Another thing that happened over the summer is that Almar Klein made conda Python 3 compatible, so that it can be used with the Pyzo project, which is Python 3 only. The way this was done was by using a single code base for Python 2 and Python 3. Thus, this became the first time I have done any heavy development on Python source that had to be Python 3 compatible from a single codebase (as opposed to using the 2to3 tool).
Another development this summer was that SymPy was released (0.7.3). This marked the last release to support Python 2.5. Around the same time, we discussed our Python 3 situation, and how annoying it is to run use2to3 all the time.
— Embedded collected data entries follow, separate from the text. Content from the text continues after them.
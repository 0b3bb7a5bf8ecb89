use std::fmt;
use std::sync::Arc;
use std::time::Duration;

use headers::{ContentType, HeaderMapExt};
use http::{HeaderMap, Method};
use serde::Serialize;
use serde::de::DeserializeOwned;
use serde_json::Value;
use tracing::{debug, warn};
use url::Url;

mod auth;
pub use self::auth::SecureString;

mod builder;
pub use self::builder::ApiClientBuilder;

mod config;
pub use self::config::{ClientConfig, ENV_APP_TITLE, ENV_BASE_URL, ENV_DEBUG, ENV_TIMEOUT};

mod error;
pub use self::error::{ApiClientError, StorageError, TransportError};

mod hosts;
pub use self::hosts::{
    CredentialStore, NavigationHost, NoticeHost, Recorder, SideEffect, TracingNavigator,
    TracingNotices,
};

mod interpreter;
pub use self::interpreter::{
    ErrorKind, Failure, Interpretation, InterpreterSettings, ResponseInterpreter,
};

mod response;
pub use self::response::{Envelope, RawResponse, ResponseShape};

mod storage;
pub use self::storage::{FileStore, MemoryStore};

mod transport;
pub use self::transport::{ReqwestTransport, RetryPolicy, Transport, TransportRequest};

/// Notice shown when the transport fails before any response arrives.
pub const NETWORK_FAILURE_MESSAGE: &str = "network request failed";

/// HTTP client for the booking backend.
///
/// Joins paths onto the base URL, injects the stored bearer token, sends
/// through the [`Transport`] and runs every response through the
/// [`ResponseInterpreter`]. Backend rejections come back as
/// [`ApiClientError::Rejected`].
///
/// # Example
///
/// ```rust,no_run
/// use booking_client_core::ApiClient;
/// use serde_json::json;
///
/// # async fn example() -> Result<(), Box<dyn std::error::Error>> {
/// let client = ApiClient::builder()
///     .with_base_url("http://localhost:8000/api")
///     .build()?;
///
/// let login = client.post("/auth/wx-login", &json!({"code": "wx-code"})).await?;
/// if let Some(token) = login["access_token"].as_str() {
///     client.set_token(token)?;
/// }
/// let _me = client.get("/users/me").await?;
/// # Ok(())
/// # }
/// ```
///
/// # Thread Safety
///
/// The client is cheap to clone; clones share the transport and the hosts.
pub struct ApiClient<T = ReqwestTransport> {
    transport: Arc<T>,
    base_url: String,
    timeout: Duration,
    token_key: String,
    headers: HeaderMap,
    store: Arc<dyn CredentialStore>,
    notices: Arc<dyn NoticeHost>,
    interpreter: ResponseInterpreter,
}

impl<T> Clone for ApiClient<T> {
    fn clone(&self) -> Self {
        Self {
            transport: Arc::clone(&self.transport),
            base_url: self.base_url.clone(),
            timeout: self.timeout,
            token_key: self.token_key.clone(),
            headers: self.headers.clone(),
            store: Arc::clone(&self.store),
            notices: Arc::clone(&self.notices),
            interpreter: self.interpreter.clone(),
        }
    }
}

impl<T> fmt::Debug for ApiClient<T> {
    fn fmt(&self, f: &mut fmt::Formatter<'_>) -> fmt::Result {
        f.debug_struct("ApiClient")
            .field("base_url", &self.base_url)
            .field("timeout", &self.timeout)
            .field("interpreter", &self.interpreter)
            .finish_non_exhaustive()
    }
}

// Create
impl ApiClient {
    /// Returns a builder with the default reqwest transport.
    pub fn builder() -> ApiClientBuilder {
        ApiClientBuilder::default()
    }
}

// Session
impl<T> ApiClient<T> {
    /// Stores the session token sent as `Authorization: Bearer`.
    ///
    /// # Errors
    ///
    /// Fails if the credential store cannot be written.
    pub fn set_token(&self, token: impl Into<SecureString>) -> Result<(), ApiClientError> {
        self.store.set(&self.token_key, token.into())?;
        Ok(())
    }

    /// Returns the stored session token, if any.
    ///
    /// # Errors
    ///
    /// Fails if the credential store cannot be read.
    pub fn token(&self) -> Result<Option<SecureString>, ApiClientError> {
        Ok(self.store.get(&self.token_key)?)
    }

    /// Forgets the session token.
    ///
    /// # Errors
    ///
    /// Fails if the credential store cannot be written.
    pub fn clear_token(&self) -> Result<(), ApiClientError> {
        self.store.clear(&self.token_key)?;
        Ok(())
    }

    /// Returns the response interpreter.
    pub fn interpreter(&self) -> &ResponseInterpreter {
        &self.interpreter
    }

    /// Returns the base URL every path is appended to.
    pub fn base_url(&self) -> &str {
        &self.base_url
    }
}

// Requests
impl<T> ApiClient<T>
where
    T: Transport,
{
    /// Sends a `GET` request.
    ///
    /// # Errors
    ///
    /// See [`ApiClient::request`].
    pub async fn get(&self, path: &str) -> Result<Value, ApiClientError> {
        self.request::<()>(Method::GET, path, None).await
    }

    /// Sends a `GET` request with `query` encoded in the URL.
    ///
    /// # Errors
    ///
    /// See [`ApiClient::request`].
    pub async fn get_with_query<Q>(&self, path: &str, query: &Q) -> Result<Value, ApiClientError>
    where
        Q: Serialize + ?Sized,
    {
        self.request(Method::GET, path, Some(query)).await
    }

    /// Sends a `POST` request with a JSON body.
    ///
    /// # Errors
    ///
    /// See [`ApiClient::request`].
    pub async fn post<B>(&self, path: &str, body: &B) -> Result<Value, ApiClientError>
    where
        B: Serialize + ?Sized,
    {
        self.request(Method::POST, path, Some(body)).await
    }

    /// Sends a `PUT` request with a JSON body.
    ///
    /// # Errors
    ///
    /// See [`ApiClient::request`].
    pub async fn put<B>(&self, path: &str, body: &B) -> Result<Value, ApiClientError>
    where
        B: Serialize + ?Sized,
    {
        self.request(Method::PUT, path, Some(body)).await
    }

    /// Sends a `DELETE` request.
    ///
    /// # Errors
    ///
    /// See [`ApiClient::request`].
    pub async fn delete(&self, path: &str) -> Result<Value, ApiClientError> {
        self.request::<()>(Method::DELETE, path, None).await
    }

    /// Sends a `GET` request and deserializes the payload.
    ///
    /// # Errors
    ///
    /// See [`ApiClient::request_json`].
    pub async fn get_json<R>(&self, path: &str) -> Result<R, ApiClientError>
    where
        R: DeserializeOwned,
    {
        self.request_json::<(), R>(Method::GET, path, None).await
    }

    /// Sends a `POST` request and deserializes the payload.
    ///
    /// # Errors
    ///
    /// See [`ApiClient::request_json`].
    pub async fn post_json<B, R>(&self, path: &str, body: &B) -> Result<R, ApiClientError>
    where
        B: Serialize + ?Sized,
        R: DeserializeOwned,
    {
        self.request_json(Method::POST, path, Some(body)).await
    }

    /// Sends a request and deserializes the payload into `R`.
    ///
    /// # Errors
    ///
    /// Everything [`ApiClient::request`] returns, plus
    /// [`ApiClientError::JsonError`] with the JSON path of the mismatch.
    pub async fn request_json<P, R>(
        &self,
        method: Method,
        path: &str,
        payload: Option<&P>,
    ) -> Result<R, ApiClientError>
    where
        P: Serialize + ?Sized,
        R: DeserializeOwned,
    {
        let value = self.request(method, path, payload).await?;
        serde_path_to_error::deserialize(&value).map_err(|err| ApiClientError::JsonError {
            path: err.path().to_string(),
            error: err.into_inner(),
            body: value.to_string(),
        })
    }

    /// Sends a request and returns the interpreted payload.
    ///
    /// A `GET` payload is encoded as query parameters; any other payload is
    /// sent as a JSON body.
    ///
    /// # Errors
    ///
    /// - [`ApiClientError::Rejected`] when the backend rejects the request
    /// - [`ApiClientError::Transport`] when no response arrives; a
    ///   [`NETWORK_FAILURE_MESSAGE`] notice is shown
    /// - URL, payload or credential store errors while building the request
    pub async fn request<P>(
        &self,
        method: Method,
        path: &str,
        payload: Option<&P>,
    ) -> Result<Value, ApiClientError>
    where
        P: Serialize + ?Sized,
    {
        let request = self.build_request(method, path, payload)?;

        let raw = match self.transport.send(request).await {
            Ok(raw) => raw,
            Err(error) => {
                warn!(%error, "transport failure");
                self.notices.show(NETWORK_FAILURE_MESSAGE);
                return Err(error.into());
            }
        };

        Ok(self.interpreter.interpret(raw).into_result()?)
    }

    fn build_request<P>(
        &self,
        method: Method,
        path: &str,
        payload: Option<&P>,
    ) -> Result<TransportRequest, ApiClientError>
    where
        P: Serialize + ?Sized,
    {
        let mut url = self.build_url(path)?;

        let body = match payload {
            Some(payload) if method == Method::GET => {
                let query = serde_urlencoded::to_string(payload)?;
                append_query(&mut url, &query);
                None
            }
            Some(payload) => Some(serde_json::to_value(payload)?),
            None => None,
        };

        let headers = self.build_headers()?;
        debug!(%method, %url, "request built");

        Ok(TransportRequest {
            method,
            url,
            headers,
            body,
            timeout: Some(self.timeout),
        })
    }

    fn build_url(&self, path: &str) -> Result<Url, ApiClientError> {
        let url = if path.is_empty() || path.starts_with('/') {
            format!("{}{path}", self.base_url)
        } else {
            format!("{}/{path}", self.base_url)
        };
        Ok(Url::parse(&url)?)
    }

    fn build_headers(&self) -> Result<HeaderMap, ApiClientError> {
        let mut headers = HeaderMap::new();
        headers.typed_insert(ContentType::json());
        headers.extend(self.headers.clone());

        if let Some(token) = self.store.get(&self.token_key)? {
            if token.is_empty() {
                return Ok(headers);
            }
            match token.bearer() {
                Some(authorization) => headers.typed_insert(authorization),
                None => warn!("stored token is not a valid header value, sending without it"),
            }
        }
        Ok(headers)
    }
}

fn append_query(url: &mut Url, query: &str) {
    if query.is_empty() {
        return;
    }
    let merged = match url.query() {
        Some(existing) if !existing.is_empty() => format!("{existing}&{query}"),
        _ => query.to_string(),
    };
    url.set_query(Some(&merged));
}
The result was this pull request, which made SymPy use a single code base for Python 2 and Python 3. Now, that pull request is hard to mull through, but the important part to look at is the compatibility file. Everything in that file has to be imported and used, because it represents things that are different between Python 2 and Python 3. Ondřej has written more about this on his blog.
In all, I think that supporting Python 2.6-3.3 (not including 3.0 or 3.1) is not that bad. The compatibility file has a few things, but thinking back, it was just that bad or worse supporting Python 2.4-2.7 (heck, back then, we couldn’t even use the all
function without importing it). The situation is much better today now that we use Travis too, since any mistake is caught before the pull request is merged. The worst of course is the print
function, but since that can be imported from __future__
, I will be warned about it pretty fast, since print
as a statement is a SyntaxError in that case. It also doesn’t take that long to get into the habit of typing ()
after print
.
Of course, there are a lot of nice Python 3 only features that we cannot use, but this was the case for supporting Python 2.4-2.7 too (e.g., the with statement and the ternary statement were both introduced in Python 2.5). So this is really nothing new. There is always a stick to drop the oldest Python version we support, and a lag on what features we can use. Now that we have dropped Python 2.5 support in SymPy, we can finally start using new-style string formatting, abstract base classes, relative imports, and keyword arguments after *args
.
So as a result of this, I’ve come to the conclusion that Python 3 is not another language. It’s just another version of the same language. Supporting Python 2.6-3.3 is no different from supporting Python 2.4-2.7. You have to have some compatibility imports, you can’t use new language features, and you have to have good test coverage. I think that the core Python folks made a mistake by presenting Python 3 as a new language. It has made people antagonistic against Python 3 (well, that and the print
function, which was another stupid mistake, because even if it was a good idea, it alone has kept too many people from switching). 2to3 was a mistake too, because it perpetuated this idea.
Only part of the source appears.